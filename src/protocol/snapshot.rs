//! `STATE` block parsing.
//!
//! A block is a run of `key=value` lines between `STATE` and `END`:
//!
//! | key       | value                                     |
//! |-----------|-------------------------------------------|
//! | `turn`    | `X` or `O` (first character, any case)    |
//! | `status`  | `ongoing`, `x_win`, `o_win`, `draw`, ...  |
//! | `last`    | last move text, opaque                    |
//! | `pieces`  | `a1:x,b1:x,...`                           |
//! | `tiles`   | `c3:b,d4:g,...` (cells not listed are white) |
//! | `stock_b` | `X:3,O:2`                                 |
//! | `stock_g` | `X:1,O:0`                                 |
//!
//! Unknown keys and lines without `=` are ignored. Malformed entries are
//! skipped with a warning rather than failing the whole block.

use tracing::warn;

use crate::core::{Board, History, Outcome, Piece, Player, PlayerMap, Square, Stock, Tile};

/// Game status as reported by the server.
#[derive(Clone, Debug, Default, PartialEq, Eq)]
pub enum GameStatus {
    #[default]
    Ongoing,
    Won(Player),
    Draw,
    /// Any other marker. The game is over without a known result.
    Other(String),
}

impl GameStatus {
    #[must_use]
    pub fn parse(text: &str) -> Self {
        if text == "ongoing" {
            return GameStatus::Ongoing;
        }
        match text.to_ascii_lowercase().as_str() {
            "x_win" | "xwin" => GameStatus::Won(Player::One),
            "o_win" | "owin" => GameStatus::Won(Player::Two),
            "draw" => GameStatus::Draw,
            _ => GameStatus::Other(text.to_string()),
        }
    }

    #[must_use]
    pub fn is_over(&self) -> bool {
        !matches!(self, GameStatus::Ongoing)
    }

    /// Board outcome for this status. Unknown markers count as a draw.
    #[must_use]
    pub fn outcome(&self) -> Outcome {
        match self {
            GameStatus::Ongoing => Outcome::Ongoing,
            GameStatus::Won(player) => Outcome::Winner(*player),
            GameStatus::Draw | GameStatus::Other(_) => Outcome::Draw,
        }
    }
}

impl std::fmt::Display for GameStatus {
    fn fmt(&self, f: &mut std::fmt::Formatter<'_>) -> std::fmt::Result {
        match self {
            GameStatus::Ongoing => write!(f, "ongoing"),
            GameStatus::Won(player) => write!(f, "{}_win", player.symbol()),
            GameStatus::Draw => write!(f, "draw"),
            GameStatus::Other(text) => write!(f, "{text}"),
        }
    }
}

/// Parsed contents of one `STATE` block.
#[derive(Clone, Debug, PartialEq, Eq)]
pub struct StateSnapshot {
    /// Side to move. Anything but `X` reads as player two.
    pub turn: Player,

    pub status: GameStatus,

    /// Raw `last` value, empty before the first move.
    pub last_move: String,

    /// Occupied squares. Later entries for a square override earlier ones.
    pub pieces: Vec<(Square, Player)>,

    /// Non-default tiles. Later entries for a square override earlier ones.
    pub tiles: Vec<(Square, Tile)>,

    /// Reported black stock, `None` where the server sent nothing.
    pub stock_black: PlayerMap<Option<u8>>,

    /// Reported gray stock, `None` where the server sent nothing.
    pub stock_gray: PlayerMap<Option<u8>>,
}

impl Default for StateSnapshot {
    fn default() -> Self {
        Self {
            turn: Player::One,
            status: GameStatus::Ongoing,
            last_move: String::new(),
            pieces: Vec::new(),
            tiles: Vec::new(),
            stock_black: PlayerMap::with_value(None),
            stock_gray: PlayerMap::with_value(None),
        }
    }
}

impl StateSnapshot {
    /// Parse the lines of a block, without the `STATE`/`END` markers.
    pub fn parse<'a>(lines: impl IntoIterator<Item = &'a str>) -> Self {
        let mut snapshot = Self::default();

        for line in lines {
            let Some((key, value)) = line.split_once('=') else {
                continue;
            };
            let value = value.trim();
            match key.trim() {
                "turn" => {
                    if let Some(first) = value.chars().next() {
                        snapshot.turn = Player::from_symbol(first).unwrap_or(Player::Two);
                    }
                }
                "status" => snapshot.status = GameStatus::parse(value),
                "last" => snapshot.last_move = value.to_string(),
                "pieces" => snapshot.pieces = parse_pieces(value),
                "tiles" => snapshot.tiles = parse_tiles(value),
                "stock_b" => snapshot.stock_black = parse_counts(value),
                "stock_g" => snapshot.stock_gray = parse_counts(value),
                _ => {}
            }
        }

        snapshot
    }

    /// Rebuild the full position.
    ///
    /// `history` holds earlier positions newest first; the rebuilt board's
    /// history is this position followed by them. Stock the server did not
    /// report falls back to the initial stock.
    #[must_use]
    pub fn to_board(&self, move_count: u32, history: &History) -> Board {
        let mut board = Board::empty();

        for &(square, player) in &self.pieces {
            board.set_piece(square, Piece::Owned(player));
        }
        for &(square, tile) in &self.tiles {
            board.set_tile(square, tile);
        }
        for player in Player::ALL {
            let stock = Stock {
                black: self.stock_black[player].unwrap_or(Stock::INITIAL.black),
                gray: self.stock_gray[player].unwrap_or(Stock::INITIAL.gray),
            };
            board.set_stock(player, stock);
        }

        board.set_to_move(self.turn);
        board.set_move_count(move_count);
        board.set_outcome(self.status.outcome());

        let mut frames = history.clone();
        frames.push(board.snapshot());
        board.set_history(frames);
        board
    }
}

// =============================================================================
// Entry lists
// =============================================================================

/// Split `k:v,k:v` into trimmed pairs, skipping items without `:`.
fn entries(text: &str) -> impl Iterator<Item = (&str, &str)> {
    text.split(',').filter_map(|item| {
        let (key, value) = item.split_once(':')?;
        Some((key.trim(), value.trim()))
    })
}

/// Player for a one-letter `X`/`O` token.
pub(crate) fn symbol_player(token: &str) -> Option<Player> {
    let mut chars = token.chars();
    match (chars.next(), chars.next()) {
        (Some(symbol), None) => Player::from_symbol(symbol),
        _ => None,
    }
}

fn parse_pieces(text: &str) -> Vec<(Square, Player)> {
    entries(text)
        .filter_map(|(coord, symbol)| {
            let square = match Square::from_coord(coord) {
                Ok(square) => square,
                Err(err) => {
                    warn!("Skipping piece entry: {err}");
                    return None;
                }
            };
            symbol_player(symbol).map(|player| (square, player))
        })
        .collect()
}

fn parse_tiles(text: &str) -> Vec<(Square, Tile)> {
    entries(text)
        .filter_map(|(coord, color)| {
            let square = match Square::from_coord(coord) {
                Ok(square) => square,
                Err(err) => {
                    warn!("Skipping tile entry: {err}");
                    return None;
                }
            };
            let tile = match color.to_ascii_lowercase().as_str() {
                "b" => Tile::Black,
                "g" => Tile::Gray,
                _ => Tile::White,
            };
            Some((square, tile))
        })
        .collect()
}

fn parse_counts(text: &str) -> PlayerMap<Option<u8>> {
    let mut counts = PlayerMap::with_value(None);
    for (role, value) in entries(text) {
        let Ok(count) = value.parse::<u8>() else {
            warn!("Skipping stock entry {role}:{value}");
            continue;
        };
        if let Some(player) = symbol_player(role) {
            counts[player] = Some(count);
        }
    }
    counts
}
◇ ◇ ◇
◆ What needs to be done ◆
Write the entire listing out again, word for word.

◆ Task response ◆
filename src/protocol/snapshot.rs
//! `STATE` block parsing.
//!
//! A block is a run of `key=value` lines between `STATE` and `END`:
//!
//! | key       | value                                     |
//! |-----------|-------------------------------------------|
//! | `turn`    | `X` or `O` (first character, any case)    |
//! | `status`  | `ongoing`, `x_win`, `o_win`, `draw`, ...  |
//! | `last`    | last move text, opaque                    |
//! | `pieces`  | `a1:x,b1:x,...`                           |
//! | `tiles`   | `c3:b,d4:g,...` (cells not listed are white) |
//! | `stock_b` | `X:3,O:2`                                 |
//! | `stock_g` | `X:1,O:0`                                 |
//!
//! Unknown keys and lines without `=` are ignored. Malformed entries are
//! skipped with a warning rather than failing the whole block.

use tracing::warn;

use crate::core::{Board, History, Outcome, Piece, Player, PlayerMap, Square, Stock, Tile};

/// Game status as reported by the server.
#[derive(Clone, Debug, Default, PartialEq, Eq)]
pub enum GameStatus {
    #[default]
    Ongoing,
    Won(Player),
    Draw,
    /// Any other marker. The game is over without a known result.
    Other(String),
}

impl GameStatus {
    #[must_use]
    pub fn parse(text: &str) -> Self {
        if text == "ongoing" {
            return GameStatus::Ongoing;
        }
        match text.to_ascii_lowercase().as_str() {
            "x_win" | "xwin" => GameStatus::Won(Player::One),
            "o_win" | "owin" => GameStatus::Won(Player::Two),
            "draw" => GameStatus::Draw,
            _ => GameStatus::Other(text.to_string()),
        }
    }

    #[must_use]
    pub fn is_over(&self) -> bool {
        !matches!(self, GameStatus::Ongoing)
    }

    /// Board outcome for this status. Unknown markers count as a draw.
    #[must_use]
    pub fn outcome(&self) -> Outcome {
        match self {
            GameStatus::Ongoing => Outcome::Ongoing,
            GameStatus::Won(player) => Outcome::Winner(*player),
            GameStatus::Draw | GameStatus::Other(_) => Outcome::Draw,
        }
    }
}

impl std::fmt::Display for GameStatus {
    fn fmt(&self, f: &mut std::fmt::Formatter<'_>) -> std::fmt::Result {
        match self {
            GameStatus::Ongoing => write!(f, "ongoing"),
            GameStatus::Won(player) => write!(f, "{}_win", player.symbol()),
            GameStatus::Draw => write!(f, "draw"),
            GameStatus::Other(text) => write!(f, "{text}"),
        }
    }
}

/// Parsed contents of one `STATE` block.
#[derive(Clone, Debug, PartialEq, Eq)]
pub struct StateSnapshot {
    /// Side to move. Anything but `X` reads as player two.
    pub turn: Player,

    pub status: GameStatus,

    /// Raw `last` value, empty before the first move.
    pub last_move: String,

    /// Occupied squares. Later entries for a square override earlier ones.
    pub pieces: Vec<(Square, Player)>,

    /// Non-default tiles. Later entries for a square override earlier ones.
    pub tiles: Vec<(Square, Tile)>,

    /// Reported black stock, `None` where the server sent nothing.
    pub stock_black: PlayerMap<Option<u8>>,

    /// Reported gray stock, `None` where the server sent nothing.
    pub stock_gray: PlayerMap<Option<u8>>,
}

impl Default for StateSnapshot {
    fn default() -> Self {
        Self {
            turn: Player::One,
            status: GameStatus::Ongoing,
            last_move: String::new(),
            pieces: Vec::new(),
            tiles: Vec::new(),
            stock_black: PlayerMap::with_value(None),
            stock_gray: PlayerMap::with_value(None),
        }
    }
}

impl StateSnapshot {
    /// Parse the lines of a block, without the `STATE`/`END` markers.
    pub fn parse<'a>(lines: impl IntoIterator<Item = &'a str>) -> Self {
        let mut snapshot = Self::default();

        for line in lines {
            let Some((key, value)) = line.split_once('=') else {
                continue;
            };
            let value = value.trim();
            match key.trim() {
                "turn" => {
                    if let Some(first) = value.chars().next() {
                        snapshot.turn = Player::from_symbol(first).unwrap_or(Player::Two);
                    }
                }
                "status" => snapshot.status = GameStatus::parse(value),
                "last" => snapshot.last_move = value.to_string(),
                "pieces" => snapshot.pieces = parse_pieces(value),
                "tiles" => snapshot.tiles = parse_tiles(value),
                "stock_b" => snapshot.stock_black = parse_counts(value),
                "stock_g" => snapshot.stock_gray = parse_counts(value),
                _ => {}
            }
        }

        snapshot
    }

    /// Rebuild the full position.
    ///
    /// `history` holds earlier positions newest first; the rebuilt board's
    /// history is this position followed by them. Stock the server did not
    /// report falls back to the initial stock.
    #[must_use]
    pub fn to_board(&self, move_count: u32, history: &History) -> Board {
        let mut board = Board::empty();

        for &(square, player) in &self.pieces {
            board.set_piece(square, Piece::Owned(player));
        }
        for &(square, tile) in &self.tiles {
            board.set_tile(square, tile);
        }
        for player in Player::ALL {
            let stock = Stock {
                black: self.stock_black[player].unwrap_or(Stock::INITIAL.black),
                gray: self.stock_gray[player].unwrap_or(Stock::INITIAL.gray),
            };
            board.set_stock(player, stock);
        }

        board.set_to_move(self.turn);
        board.set_move_count(move_count);
        board.set_outcome(self.status.outcome());

        let mut frames = history.clone();
        frames.push(board.snapshot());
        board.set_history(frames);
        board
    }
}

// =============================================================================
// Entry lists
// =============================================================================

/// Split `k:v,k:v` into trimmed pairs, skipping items without `:`.
fn entries(text: &str) -> impl Iterator<Item = (&str, &str)> {
    text.split(',').filter_map(|item| {
        let (key, value) = item.split_once(':')?;
        Some((key.trim(), value.trim()))
    })
}

/// Player for a one-letter `X`/`O` token.
pub(crate) fn symbol_player(token: &str) -> Option<Player> {
    let mut chars = token.chars();
    match (chars.next(), chars.next()) {
        (Some(symbol), None) => Player::from_symbol(symbol),
        _ => None,
    }
}

fn parse_pieces(text: &str) -> Vec<(Square, Player)> {
    entries(text)
        .filter_map(|(coord, symbol)| {
            let square = match Square::from_coord(coord) {
                Ok(square) => square,
                Err(err) => {
                    warn!("Skipping piece entry: {err}");
                    return None;
                }
            };
            symbol_player(symbol).map(|player| (square, player))
        })
        .collect()
}

fn parse_tiles(text: &str) -> Vec<(Square, Tile)> {
    entries(text)
        .filter_map(|(coord, color)| {
            let square = match Square::from_coord(coord) {
                Ok(square) => square,
                Err(err) => {
                    warn!("Skipping tile entry: {err}");
                    return None;
                }
            };
            let tile = match color.to_ascii_lowercase().as_str() {
                "b" => Tile::Black,
                "g" => Tile::Gray,
                _ => Tile::White,
            };
            Some((square, tile))
        })
        .collect()
}

fn parse_counts(text: &str) -> PlayerMap<Option<u8>> {
    let mut counts = PlayerMap::with_value(None);
    for (role, value) in entries(text) {
        let Ok(count) = value.parse::<u8>() else {
            warn!("Skipping stock entry {role}:{value}");
            continue;
        };
        if let Some(player) = symbol_player(role) {
            counts[player] = Some(count);
        }
    }
    counts
}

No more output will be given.